Я застрял, пытаясь разрешить пользователям openLDAP, которые находятся в определенной группе (Пример: cn = Admins, dc = mydomain, dc = com
), до создавать, изменять, обновлять и удалять
пользователей, которые находятся в другом организационном подразделении
(Пример: ou = Users, dc = mydomain, dc = com
) уже около двух недель. Я сделал все, что в моих силах, чтобы разобраться в этом. Например, поиск через Google, поиск через сбой сервера и, наконец, поиск через stackoverflow , но безрезультатно. Я новичок в openLDAP, и, вероятно, это ошибка и / или что-то, что я упускаю из виду с атрибутом olcAccess
в dn: olcDatabase = {1} hdb, cn = config
.
Admin Group.ldif
dn: cn=Admins,dc=ldapserver,dc=com
changetype: add
objectClass: groupOfNames
objectClass: top
member: cn=admin,ou=Users,dc=ldapserver,dc=com
cn: Admins
Users.ldif
dn: ou=Users,dc=ldapserver,dc=com
changetype: add
objectClass: organizationalUnit
objectClass: top
ou: Users
OlcAccess по умолчанию
Примечание: Это списки ACL по умолчанию, которые поставляются с новой установкой сервера openLDAP.
dn: olcDatabase={1}hdb,cn=config
olcAccess: {0}to attrs=userPassword by self write by anonymous auth by * none
olcAccess: {1}to attrs=shadowLastChange by self write by * read
olcAccess: {2}to * by * read
Обратите внимание на 1: Поскольку я новичок в openLDAP, я не устанавливал никаких других ACL
, кроме тех, которые появляются по умолчанию при первой установке сервера openLDAP.
Обратите внимание на 2: Alex
ACL в openldap всегда оцениваются сверху вниз в списке строк с номерами {0}, {1}, .. Как только условие выполнено, оценка немедленно остановлена (предполагается, что прерывание не используется).

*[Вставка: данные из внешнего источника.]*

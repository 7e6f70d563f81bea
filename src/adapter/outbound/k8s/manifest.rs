//! Typed Kubernetes objects for a [`WorkloadSpec`].

use std::collections::BTreeMap;

use k8s_openapi::api::apps::v1::{Deployment, DeploymentSpec};
use k8s_openapi::api::core::v1::{
    Container, ContainerPort, EnvVar as KubeEnvVar, EnvVarSource, PodSpec, PodTemplateSpec,
    ResourceRequirements as KubeResources, SecretKeySelector, Service, ServicePort, ServiceSpec,
};
use k8s_openapi::apimachinery::pkg::api::resource::Quantity;
use k8s_openapi::apimachinery::pkg::apis::meta::v1::{LabelSelector, ObjectMeta};
use k8s_openapi::apimachinery::pkg::util::intstr::IntOrString;

use crate::domain::record::{EnvSource, EnvVar, ResourceRequirements};
use crate::domain::workload::{WorkloadSpec, CONTAINER_NAME, DEPLOYMENT_LABEL};

fn metadata(spec: &WorkloadSpec) -> ObjectMeta {
    ObjectMeta {
        name: Some(spec.name.to_string()),
        labels: Some(spec.labels.clone()),
        ..ObjectMeta::default()
    }
}

fn selector(spec: &WorkloadSpec) -> BTreeMap<String, String> {
    BTreeMap::from([(DEPLOYMENT_LABEL.to_string(), spec.name.to_string())])
}

fn quantities(values: &BTreeMap<String, String>) -> Option<BTreeMap<String, Quantity>> {
    if values.is_empty() {
        return None;
    }
    Some(
        values
            .iter()
            .map(|(k, v)| (k.clone(), Quantity(v.clone())))
            .collect(),
    )
}

fn resources(resources: &ResourceRequirements) -> KubeResources {
    KubeResources {
        requests: quantities(&resources.requests),
        limits: quantities(&resources.limits),
        ..KubeResources::default()
    }
}

fn env_var(var: &EnvVar) -> KubeEnvVar {
    match &var.source {
        EnvSource::Value(value) => KubeEnvVar {
            name: var.name.clone(),
            value: Some(value.clone()),
            ..KubeEnvVar::default()
        },
        EnvSource::SecretRef(secret) => KubeEnvVar {
            name: var.name.clone(),
            value_from: Some(EnvVarSource {
                secret_key_ref: Some(SecretKeySelector {
                    name: secret.name.clone(),
                    key: secret.key.clone(),
                    optional: None,
                }),
                ..EnvVarSource::default()
            }),
            ..KubeEnvVar::default()
        },
    }
}

/// One-replica deployment running the code server.
pub fn make_deployment(spec: &WorkloadSpec) -> Deployment {
    let container = Container {
        name: CONTAINER_NAME.to_string(),
        image: Some(spec.image.clone()),
        image_pull_policy: Some("Always".to_string()),
        args: Some(spec.args.clone()),
        ports: Some(vec![ContainerPort {
            container_port: i32::from(spec.port),
            name: Some("grpc".to_string()),
            ..ContainerPort::default()
        }]),
        env: Some(spec.env.iter().map(env_var).collect()),
        resources: Some(resources(&spec.resources)),
        ..Container::default()
    };

    Deployment {
        metadata: metadata(spec),
        spec: Some(DeploymentSpec {
            replicas: Some(1),
            selector: LabelSelector {
                match_labels: Some(selector(spec)),
                ..LabelSelector::default()
            },
            template: PodTemplateSpec {
                metadata: Some(ObjectMeta {
                    labels: Some(spec.labels.clone()),
                    ..ObjectMeta::default()
                }),
                spec: Some(PodSpec {
                    containers: vec![container],
                    node_selector: (!spec.node_selector.is_empty())
                        .then(|| spec.node_selector.clone()),
                    ..PodSpec::default()
                }),
            },
            ..DeploymentSpec::default()
        }),
        ..Deployment::default()
    }
}

/// ClusterIP service named after the deployment, so the deployment name is
/// also the code server's host name.
pub fn make_service(spec: &WorkloadSpec) -> Service {
    Service {
        metadata: metadata(spec),
        spec: Some(ServiceSpec {
            type_: Some("ClusterIP".to_string()),
            selector: Some(selector(spec)),
            ports: Some(vec![ServicePort {
                name: Some("grpc".to_string()),
                port: i32::from(spec.port),
                target_port: Some(IntOrString::Int(i32::from(spec.port))),
                ..ServicePort::default()
            }]),
            ..ServiceSpec::default()
        }),
        ..Service::default()
    }
}

#[cfg(test)]
mod tests {
    use super::*;
    use crate::domain::workload::WorkloadSettings;
    use crate::testkit::domain::record;

    fn spec() -> WorkloadSpec {
        WorkloadSpec::from_record(&record("feature-x", "abc123"), &WorkloadSettings::default())
    }

    #[test]
    fn deployment_runs_user_code_container() {
        let deployment = make_deployment(&spec());
        let pod = deployment.spec.unwrap().template.spec.unwrap();
        let container = &pod.containers[0];

        assert_eq!(container.name, CONTAINER_NAME);
        assert_eq!(
            container.image.as_deref(),
            Some("registry.example.com/dagster/feature-x:abc123")
        );
        assert_eq!(pod.node_selector.unwrap()["kubernetes.io/hostname"], "userpool");
    }

    #[test]
    fn secret_env_is_a_reference() {
        let deployment = make_deployment(&spec());
        let env = deployment.spec.unwrap().template.spec.unwrap().containers[0]
            .env
            .clone()
            .unwrap();
        let secret = env.iter().find(|e| e.name == "DB_PASSWORD").unwrap();
        assert!(secret.value.is_none());
        let selector = secret.value_from.as_ref().unwrap().secret_key_ref.as_ref().unwrap();
        assert_eq!(selector.key, "password");
    }

    #[test]
    fn service_selects_deployment_pods() {
        let service = make_service(&spec());
        assert_eq!(service.metadata.name.as_deref(), Some("feature-x"));
        let spec = service.spec.unwrap();
        assert_eq!(spec.selector.unwrap()[DEPLOYMENT_LABEL], "feature-x");
        assert_eq!(spec.ports.unwrap()[0].port, 3030);
    }
}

В списках ACL по умолчанию, установленных Ubuntu и соответствующих требованиям, есть строка:
olcAccess: {2} to * by * read
to * by *: все встретил, добавление строк после не имеет никакого эффекта.

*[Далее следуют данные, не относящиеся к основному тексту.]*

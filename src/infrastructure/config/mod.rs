//! Infrastructure configuration modules.

pub mod logging;
pub mod settings;
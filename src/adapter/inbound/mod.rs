//! Inbound adapters (driving side).

pub mod cli;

Решение, обсуждавшееся на this ссылка и выше должна решить вашу проблему, я предлагаю вам попробовать этот список ACL:
olcAccess: {0}to attrs=userPassword by self write by anonymous auth by * none
olcAccess: {1}to attrs=shadowLastChange by self write by * read
olcAccess: {2}to dn.subtree="ou=Users,dc=ldapserver,dc=com"
by group/groupOfUniqueNames/uniqueMember="cn=Admins,dc=ldapserver,dc=com" write
и изменить objectClass группы администраторов на groupOfUniqueNames.